■ **EXTRACTED ENTRIES**:
***
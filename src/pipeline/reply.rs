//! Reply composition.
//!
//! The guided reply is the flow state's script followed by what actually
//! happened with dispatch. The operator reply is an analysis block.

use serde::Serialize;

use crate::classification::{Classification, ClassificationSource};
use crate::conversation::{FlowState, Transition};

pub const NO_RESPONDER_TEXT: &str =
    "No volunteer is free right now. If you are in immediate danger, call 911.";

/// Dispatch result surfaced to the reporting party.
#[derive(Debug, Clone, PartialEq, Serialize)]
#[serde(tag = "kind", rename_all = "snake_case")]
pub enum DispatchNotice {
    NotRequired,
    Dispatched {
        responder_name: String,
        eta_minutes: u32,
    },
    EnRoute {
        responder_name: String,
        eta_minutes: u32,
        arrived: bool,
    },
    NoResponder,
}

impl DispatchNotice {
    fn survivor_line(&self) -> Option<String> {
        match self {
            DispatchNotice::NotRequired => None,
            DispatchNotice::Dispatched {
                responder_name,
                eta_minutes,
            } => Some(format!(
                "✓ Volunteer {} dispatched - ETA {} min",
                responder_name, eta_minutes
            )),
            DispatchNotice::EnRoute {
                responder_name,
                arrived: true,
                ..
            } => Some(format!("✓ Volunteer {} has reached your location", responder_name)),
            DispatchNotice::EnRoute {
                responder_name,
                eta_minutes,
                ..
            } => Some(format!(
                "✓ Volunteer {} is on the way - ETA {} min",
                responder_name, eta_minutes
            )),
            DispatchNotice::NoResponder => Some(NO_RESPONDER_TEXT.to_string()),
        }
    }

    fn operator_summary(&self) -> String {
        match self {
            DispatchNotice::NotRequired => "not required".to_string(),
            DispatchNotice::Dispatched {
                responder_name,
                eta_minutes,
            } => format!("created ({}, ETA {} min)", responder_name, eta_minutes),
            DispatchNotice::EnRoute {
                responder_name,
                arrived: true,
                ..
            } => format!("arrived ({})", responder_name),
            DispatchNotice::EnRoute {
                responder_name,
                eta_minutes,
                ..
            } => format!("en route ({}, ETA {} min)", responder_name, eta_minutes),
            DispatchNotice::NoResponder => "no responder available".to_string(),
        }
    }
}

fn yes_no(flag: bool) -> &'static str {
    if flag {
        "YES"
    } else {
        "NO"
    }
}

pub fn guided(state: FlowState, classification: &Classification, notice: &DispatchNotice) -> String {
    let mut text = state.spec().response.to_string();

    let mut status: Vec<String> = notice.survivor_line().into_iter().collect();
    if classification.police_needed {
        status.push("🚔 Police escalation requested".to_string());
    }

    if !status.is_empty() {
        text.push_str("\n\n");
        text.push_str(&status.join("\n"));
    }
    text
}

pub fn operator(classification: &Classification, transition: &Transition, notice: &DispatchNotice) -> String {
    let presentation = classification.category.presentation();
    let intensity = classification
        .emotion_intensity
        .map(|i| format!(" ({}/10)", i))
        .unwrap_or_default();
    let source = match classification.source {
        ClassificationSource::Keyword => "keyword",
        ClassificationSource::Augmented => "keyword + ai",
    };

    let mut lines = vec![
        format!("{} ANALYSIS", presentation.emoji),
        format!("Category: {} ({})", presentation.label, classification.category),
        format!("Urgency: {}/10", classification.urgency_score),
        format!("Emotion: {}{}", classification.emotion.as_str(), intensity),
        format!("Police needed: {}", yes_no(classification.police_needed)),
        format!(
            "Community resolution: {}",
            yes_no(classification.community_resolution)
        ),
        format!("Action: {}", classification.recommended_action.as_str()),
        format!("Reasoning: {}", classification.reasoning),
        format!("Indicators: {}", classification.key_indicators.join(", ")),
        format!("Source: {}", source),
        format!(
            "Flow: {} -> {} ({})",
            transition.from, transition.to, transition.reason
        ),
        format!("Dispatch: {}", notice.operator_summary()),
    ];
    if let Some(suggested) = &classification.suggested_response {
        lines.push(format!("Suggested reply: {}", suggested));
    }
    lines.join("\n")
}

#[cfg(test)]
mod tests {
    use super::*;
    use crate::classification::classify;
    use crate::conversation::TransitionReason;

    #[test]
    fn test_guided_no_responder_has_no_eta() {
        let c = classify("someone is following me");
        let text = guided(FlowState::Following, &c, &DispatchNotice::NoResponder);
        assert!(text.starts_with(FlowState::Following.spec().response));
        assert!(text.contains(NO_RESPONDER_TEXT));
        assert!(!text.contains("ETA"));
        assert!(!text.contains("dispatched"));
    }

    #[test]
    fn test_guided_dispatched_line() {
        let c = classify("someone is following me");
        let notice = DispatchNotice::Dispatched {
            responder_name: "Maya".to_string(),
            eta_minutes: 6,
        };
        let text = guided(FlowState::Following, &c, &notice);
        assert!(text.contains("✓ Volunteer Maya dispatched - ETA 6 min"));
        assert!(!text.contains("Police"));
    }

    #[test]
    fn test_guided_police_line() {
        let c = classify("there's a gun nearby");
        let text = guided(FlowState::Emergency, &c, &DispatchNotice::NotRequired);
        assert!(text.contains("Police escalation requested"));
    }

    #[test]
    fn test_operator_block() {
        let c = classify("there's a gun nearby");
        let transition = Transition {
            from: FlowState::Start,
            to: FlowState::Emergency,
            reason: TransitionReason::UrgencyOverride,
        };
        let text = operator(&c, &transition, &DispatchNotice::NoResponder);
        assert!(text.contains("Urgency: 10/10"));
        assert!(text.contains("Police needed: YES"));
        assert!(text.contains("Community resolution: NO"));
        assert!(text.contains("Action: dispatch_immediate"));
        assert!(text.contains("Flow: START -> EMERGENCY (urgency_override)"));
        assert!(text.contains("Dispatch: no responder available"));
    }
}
***
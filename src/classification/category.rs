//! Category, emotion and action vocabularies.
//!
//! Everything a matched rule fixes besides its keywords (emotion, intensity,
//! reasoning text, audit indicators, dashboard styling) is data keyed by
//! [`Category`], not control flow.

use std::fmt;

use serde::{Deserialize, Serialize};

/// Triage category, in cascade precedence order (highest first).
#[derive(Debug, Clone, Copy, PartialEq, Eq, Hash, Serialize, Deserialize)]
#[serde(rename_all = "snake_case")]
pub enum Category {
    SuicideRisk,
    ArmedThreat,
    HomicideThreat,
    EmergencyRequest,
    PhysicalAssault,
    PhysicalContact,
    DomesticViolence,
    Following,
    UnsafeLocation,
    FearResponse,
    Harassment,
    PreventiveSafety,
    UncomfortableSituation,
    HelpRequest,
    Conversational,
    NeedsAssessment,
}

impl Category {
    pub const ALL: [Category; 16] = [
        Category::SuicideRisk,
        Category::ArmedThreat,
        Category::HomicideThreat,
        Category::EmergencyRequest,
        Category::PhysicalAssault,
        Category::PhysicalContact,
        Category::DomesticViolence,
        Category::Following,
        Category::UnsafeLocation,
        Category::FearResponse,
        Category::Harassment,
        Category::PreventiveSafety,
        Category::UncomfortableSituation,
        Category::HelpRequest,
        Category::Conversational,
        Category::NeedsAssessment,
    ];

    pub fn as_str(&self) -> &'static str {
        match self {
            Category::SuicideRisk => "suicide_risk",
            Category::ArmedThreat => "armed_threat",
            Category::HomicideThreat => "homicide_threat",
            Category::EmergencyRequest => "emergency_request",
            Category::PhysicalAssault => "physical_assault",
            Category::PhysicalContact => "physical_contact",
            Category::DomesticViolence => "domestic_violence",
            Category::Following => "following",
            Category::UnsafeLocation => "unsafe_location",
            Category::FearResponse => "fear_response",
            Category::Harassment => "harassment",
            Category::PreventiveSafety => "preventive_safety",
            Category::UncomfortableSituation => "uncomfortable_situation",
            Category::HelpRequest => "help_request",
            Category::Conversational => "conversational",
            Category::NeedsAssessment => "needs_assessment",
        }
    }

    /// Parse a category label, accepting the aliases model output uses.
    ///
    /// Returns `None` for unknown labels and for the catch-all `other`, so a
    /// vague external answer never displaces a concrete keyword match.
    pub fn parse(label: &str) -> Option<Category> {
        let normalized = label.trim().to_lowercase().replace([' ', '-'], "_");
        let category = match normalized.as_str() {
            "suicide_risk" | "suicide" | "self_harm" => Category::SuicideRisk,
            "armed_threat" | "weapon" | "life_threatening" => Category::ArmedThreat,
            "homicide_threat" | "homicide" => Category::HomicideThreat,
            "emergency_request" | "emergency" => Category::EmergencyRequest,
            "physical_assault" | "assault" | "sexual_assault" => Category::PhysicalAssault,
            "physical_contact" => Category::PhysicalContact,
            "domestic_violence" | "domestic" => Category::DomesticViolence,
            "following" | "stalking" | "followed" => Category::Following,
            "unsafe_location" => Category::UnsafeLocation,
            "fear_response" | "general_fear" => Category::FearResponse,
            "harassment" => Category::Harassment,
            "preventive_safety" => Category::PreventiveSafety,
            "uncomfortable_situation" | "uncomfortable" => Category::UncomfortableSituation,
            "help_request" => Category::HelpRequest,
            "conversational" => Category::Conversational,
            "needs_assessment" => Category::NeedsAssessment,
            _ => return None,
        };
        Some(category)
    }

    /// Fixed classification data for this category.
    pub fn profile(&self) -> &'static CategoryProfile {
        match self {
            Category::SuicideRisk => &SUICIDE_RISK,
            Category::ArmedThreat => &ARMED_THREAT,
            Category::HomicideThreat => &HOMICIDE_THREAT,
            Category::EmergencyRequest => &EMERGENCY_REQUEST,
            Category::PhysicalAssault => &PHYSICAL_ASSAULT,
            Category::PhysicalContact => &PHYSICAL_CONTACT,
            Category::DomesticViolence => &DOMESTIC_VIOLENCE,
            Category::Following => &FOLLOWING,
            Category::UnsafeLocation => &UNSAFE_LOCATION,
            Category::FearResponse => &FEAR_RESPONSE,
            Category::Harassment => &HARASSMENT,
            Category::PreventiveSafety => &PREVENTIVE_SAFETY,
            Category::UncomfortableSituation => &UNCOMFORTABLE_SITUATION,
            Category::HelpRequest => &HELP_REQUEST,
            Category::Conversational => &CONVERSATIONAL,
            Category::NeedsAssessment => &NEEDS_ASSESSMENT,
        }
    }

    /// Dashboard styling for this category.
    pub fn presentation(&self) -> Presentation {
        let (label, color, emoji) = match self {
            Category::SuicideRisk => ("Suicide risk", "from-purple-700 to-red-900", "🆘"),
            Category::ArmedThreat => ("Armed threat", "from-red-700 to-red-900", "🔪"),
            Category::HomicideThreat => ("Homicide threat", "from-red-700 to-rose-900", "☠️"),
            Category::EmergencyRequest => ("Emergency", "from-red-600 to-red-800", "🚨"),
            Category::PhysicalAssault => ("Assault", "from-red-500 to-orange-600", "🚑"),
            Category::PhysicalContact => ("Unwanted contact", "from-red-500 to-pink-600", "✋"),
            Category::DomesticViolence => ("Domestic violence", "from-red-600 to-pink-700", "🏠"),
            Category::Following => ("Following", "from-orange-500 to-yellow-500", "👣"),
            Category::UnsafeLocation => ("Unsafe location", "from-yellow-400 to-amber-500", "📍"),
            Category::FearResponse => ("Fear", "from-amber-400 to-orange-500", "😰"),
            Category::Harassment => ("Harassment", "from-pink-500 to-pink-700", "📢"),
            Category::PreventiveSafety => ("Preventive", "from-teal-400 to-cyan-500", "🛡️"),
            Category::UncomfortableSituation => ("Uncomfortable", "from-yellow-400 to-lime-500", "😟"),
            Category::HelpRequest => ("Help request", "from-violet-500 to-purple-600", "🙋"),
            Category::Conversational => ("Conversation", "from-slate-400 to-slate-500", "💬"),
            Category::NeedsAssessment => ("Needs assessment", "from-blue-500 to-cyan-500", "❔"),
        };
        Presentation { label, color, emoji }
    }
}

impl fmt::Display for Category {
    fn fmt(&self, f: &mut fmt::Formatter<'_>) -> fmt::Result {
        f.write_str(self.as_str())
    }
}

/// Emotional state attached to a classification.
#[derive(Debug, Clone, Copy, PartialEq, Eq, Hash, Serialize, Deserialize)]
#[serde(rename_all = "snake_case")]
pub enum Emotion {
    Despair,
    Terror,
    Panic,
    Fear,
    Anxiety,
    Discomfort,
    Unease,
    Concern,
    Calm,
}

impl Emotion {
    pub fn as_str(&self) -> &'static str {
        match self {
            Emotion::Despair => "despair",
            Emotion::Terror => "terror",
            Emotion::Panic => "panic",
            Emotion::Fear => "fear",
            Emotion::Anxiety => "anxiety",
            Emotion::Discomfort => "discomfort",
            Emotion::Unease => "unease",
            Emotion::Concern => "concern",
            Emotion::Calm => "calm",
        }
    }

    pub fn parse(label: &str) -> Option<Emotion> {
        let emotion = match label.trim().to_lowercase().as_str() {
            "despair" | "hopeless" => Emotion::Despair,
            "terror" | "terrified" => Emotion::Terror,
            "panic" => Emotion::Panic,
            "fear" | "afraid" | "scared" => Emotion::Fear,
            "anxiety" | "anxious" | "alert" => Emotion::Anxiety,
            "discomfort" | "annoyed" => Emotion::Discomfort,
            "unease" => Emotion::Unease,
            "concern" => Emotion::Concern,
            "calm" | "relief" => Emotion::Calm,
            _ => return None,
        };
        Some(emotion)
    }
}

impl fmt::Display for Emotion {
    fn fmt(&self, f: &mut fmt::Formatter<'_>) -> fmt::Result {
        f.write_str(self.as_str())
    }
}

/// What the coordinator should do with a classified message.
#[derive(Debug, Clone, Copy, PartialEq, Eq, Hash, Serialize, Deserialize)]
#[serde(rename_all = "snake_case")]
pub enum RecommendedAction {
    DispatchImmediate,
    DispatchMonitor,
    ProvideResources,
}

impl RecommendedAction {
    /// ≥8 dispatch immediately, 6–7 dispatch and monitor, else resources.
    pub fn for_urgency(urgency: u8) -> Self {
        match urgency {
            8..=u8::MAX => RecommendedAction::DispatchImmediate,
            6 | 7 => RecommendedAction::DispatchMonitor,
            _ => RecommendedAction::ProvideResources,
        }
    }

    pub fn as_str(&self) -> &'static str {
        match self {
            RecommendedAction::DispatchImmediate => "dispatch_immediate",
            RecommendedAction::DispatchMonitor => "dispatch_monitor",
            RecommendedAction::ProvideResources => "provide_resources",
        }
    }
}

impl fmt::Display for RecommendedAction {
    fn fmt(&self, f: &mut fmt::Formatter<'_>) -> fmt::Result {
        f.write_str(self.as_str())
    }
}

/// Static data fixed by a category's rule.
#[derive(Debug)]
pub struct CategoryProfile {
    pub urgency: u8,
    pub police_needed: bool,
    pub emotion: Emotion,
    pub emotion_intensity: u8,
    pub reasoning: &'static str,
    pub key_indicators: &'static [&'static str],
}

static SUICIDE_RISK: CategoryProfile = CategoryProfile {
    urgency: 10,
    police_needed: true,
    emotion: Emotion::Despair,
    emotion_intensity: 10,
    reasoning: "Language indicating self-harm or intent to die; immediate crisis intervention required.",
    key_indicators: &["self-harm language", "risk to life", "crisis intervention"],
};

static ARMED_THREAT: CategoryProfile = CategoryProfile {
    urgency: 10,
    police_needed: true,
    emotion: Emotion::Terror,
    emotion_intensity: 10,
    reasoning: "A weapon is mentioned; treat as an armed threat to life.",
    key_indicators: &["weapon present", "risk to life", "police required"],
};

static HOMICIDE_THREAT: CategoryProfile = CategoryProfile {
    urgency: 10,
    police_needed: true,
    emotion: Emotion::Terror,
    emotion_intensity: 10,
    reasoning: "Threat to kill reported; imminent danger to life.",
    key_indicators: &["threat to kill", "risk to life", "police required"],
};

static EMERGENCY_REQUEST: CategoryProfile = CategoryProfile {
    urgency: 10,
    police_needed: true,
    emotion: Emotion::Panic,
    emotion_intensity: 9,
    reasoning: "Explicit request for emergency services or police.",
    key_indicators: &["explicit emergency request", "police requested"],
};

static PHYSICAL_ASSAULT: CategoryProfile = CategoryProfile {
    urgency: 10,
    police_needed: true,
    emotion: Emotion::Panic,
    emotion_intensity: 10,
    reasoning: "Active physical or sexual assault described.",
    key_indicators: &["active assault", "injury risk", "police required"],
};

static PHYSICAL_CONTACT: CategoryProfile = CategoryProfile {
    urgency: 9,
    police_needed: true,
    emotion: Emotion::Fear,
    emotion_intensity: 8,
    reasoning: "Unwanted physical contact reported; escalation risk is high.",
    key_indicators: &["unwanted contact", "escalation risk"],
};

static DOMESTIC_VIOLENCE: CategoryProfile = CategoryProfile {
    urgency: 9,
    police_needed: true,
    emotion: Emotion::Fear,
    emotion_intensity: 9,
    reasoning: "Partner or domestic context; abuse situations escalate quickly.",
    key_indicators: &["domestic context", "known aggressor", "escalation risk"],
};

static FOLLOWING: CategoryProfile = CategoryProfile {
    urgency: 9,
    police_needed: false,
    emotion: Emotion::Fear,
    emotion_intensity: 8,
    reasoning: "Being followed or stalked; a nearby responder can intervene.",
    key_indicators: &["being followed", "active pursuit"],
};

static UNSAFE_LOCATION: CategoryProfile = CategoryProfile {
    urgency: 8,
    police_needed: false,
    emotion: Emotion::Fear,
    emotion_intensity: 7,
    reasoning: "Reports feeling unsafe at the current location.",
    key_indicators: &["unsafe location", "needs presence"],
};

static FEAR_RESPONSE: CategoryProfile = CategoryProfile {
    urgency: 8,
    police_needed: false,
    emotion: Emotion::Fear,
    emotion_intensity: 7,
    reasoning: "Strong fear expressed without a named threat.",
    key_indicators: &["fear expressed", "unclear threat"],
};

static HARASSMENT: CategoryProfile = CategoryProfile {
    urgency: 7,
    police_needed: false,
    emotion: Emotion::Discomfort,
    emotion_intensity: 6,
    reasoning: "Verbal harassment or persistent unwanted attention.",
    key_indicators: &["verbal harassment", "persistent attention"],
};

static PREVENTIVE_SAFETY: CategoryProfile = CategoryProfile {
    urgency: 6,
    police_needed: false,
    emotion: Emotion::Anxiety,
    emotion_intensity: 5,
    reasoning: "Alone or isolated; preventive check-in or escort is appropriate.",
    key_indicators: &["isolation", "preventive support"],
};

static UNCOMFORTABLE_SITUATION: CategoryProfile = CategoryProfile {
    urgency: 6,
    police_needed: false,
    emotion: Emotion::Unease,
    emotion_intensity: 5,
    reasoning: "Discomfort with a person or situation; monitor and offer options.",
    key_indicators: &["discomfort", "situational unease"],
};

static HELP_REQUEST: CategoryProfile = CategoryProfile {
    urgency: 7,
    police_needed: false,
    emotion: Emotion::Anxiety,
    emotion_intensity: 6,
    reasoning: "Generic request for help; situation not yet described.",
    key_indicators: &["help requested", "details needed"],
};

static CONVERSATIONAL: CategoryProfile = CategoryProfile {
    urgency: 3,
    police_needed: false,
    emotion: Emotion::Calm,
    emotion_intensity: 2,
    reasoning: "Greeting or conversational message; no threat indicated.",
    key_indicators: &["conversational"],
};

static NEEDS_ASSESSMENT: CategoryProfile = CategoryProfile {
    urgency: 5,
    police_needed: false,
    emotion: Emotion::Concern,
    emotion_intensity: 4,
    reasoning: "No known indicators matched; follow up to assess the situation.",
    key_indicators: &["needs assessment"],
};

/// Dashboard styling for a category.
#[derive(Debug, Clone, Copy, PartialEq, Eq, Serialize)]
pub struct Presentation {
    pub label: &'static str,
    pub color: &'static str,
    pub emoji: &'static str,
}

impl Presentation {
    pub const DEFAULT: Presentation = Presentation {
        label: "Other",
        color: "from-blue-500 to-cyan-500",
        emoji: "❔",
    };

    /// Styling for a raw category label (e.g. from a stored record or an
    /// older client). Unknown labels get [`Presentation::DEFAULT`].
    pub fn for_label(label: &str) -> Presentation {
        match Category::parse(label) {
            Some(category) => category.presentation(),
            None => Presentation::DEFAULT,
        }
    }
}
***
■ **WHAT YOU NEED TO DO**:
Within the listing above, give again exactly every line from the line with "filename src/pipeline/reply.rs" through the line with "the reporting party.", both included, and no other line.

■ **WRITTEN RESPONSE**:
filename src/pipeline/reply.rs
//! Reply composition.
//!
//! The guided reply is the flow state's script followed by what actually
//! happened with dispatch. The operator reply is an analysis block.

use serde::Serialize;

use crate::classification::{Classification, ClassificationSource};
use crate::conversation::{FlowState, Transition};

pub const NO_RESPONDER_TEXT: &str =
    "No volunteer is free right now. If you are in immediate danger, call 911.";

/// Dispatch result surfaced to the reporting party.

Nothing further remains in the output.